Christianity debunked in 5 minutes!

Recently I ran across this video: 


It's a mighty impressive video that debunks Christianity in 5 minutes! Actually, the video clocks in at just over six minutes. Maybe that extra minute makes all the difference! 

I believe the speakers on the video are Zakir Naik, Shabir Ally, Abdur-Raheem Green. I've seen Shabir touted by Christian apologists as the world's best Muslim apologist. Debating him is a rite of passage for Christian apologists who engage Islam. Zakir has a huge audience. Green is a convert to Islam with a Catholic background. So these are prominent spokesmen for Islam. 

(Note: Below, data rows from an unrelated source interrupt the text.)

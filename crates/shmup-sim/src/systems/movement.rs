//! Kinematic integration system.
//!
//! Updates Position from Velocity each step: position += velocity * dt.
//! Also ages power-ups.

use std::time::Duration;

use glam::DVec2;
use hecs::World;

use shmup_core::components::PowerUp;
use shmup_core::types::{Position, Velocity};

/// Run kinematic integration for all entities with Position + Velocity.
pub fn run(world: &mut World, dt: Duration) {
    let dt = dt.as_secs_f64();
    for (_entity, (pos, vel)) in world.query_mut::<(&mut Position, &Velocity)>() {
        *pos = (DVec2::from(*pos) + DVec2::from(*vel) * dt).into();
    }
    for (_entity, power_up) in world.query_mut::<&mut PowerUp>() {
        power_up.age_secs += dt;
    }
}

With that it mind, it's eye-rolling to see the level at which they reason. The problem is not in the first instance that they reject the Incarnation. That's to be expected. They're Muslims, after all. No, the problem is their simple-minded grasp of the doctrine they presume to critique. They lack a rudimentary understanding of what the Incarnation stands for. 

i) To begin with, they seem to think it means that by becoming Incarnate, God ceases to be divine. But the Incarnation doesn't mean God exchanged his divine attributes for human attributes. God Incarnate remains what he was apart from Incarnation. But God acquires a relation. A union between two natures. The Incarnation involves addition, not subtraction.  

The video asks: "Was Jesus God to begin with"? The Son was God to begin with. (More precisely, the Son was always fully divine.) But the Son didn't lose his divine attributes to become human. 

The question at issue is not whether they agree with the doctrine. Rather, their initial blunder is failure to even grasp and accurately represent the concept under review. It tells you something about the intellectual milieu of Islam that their first step is a major misstep. 

ii) Then we're treated to their bungled attempt to show that the Incarnation is contradictory. But according to the doctrine of the Incarnation, Jesus is a composite being. As such, there's nothing incoherent about ascribing contrary properties to a composite entity. 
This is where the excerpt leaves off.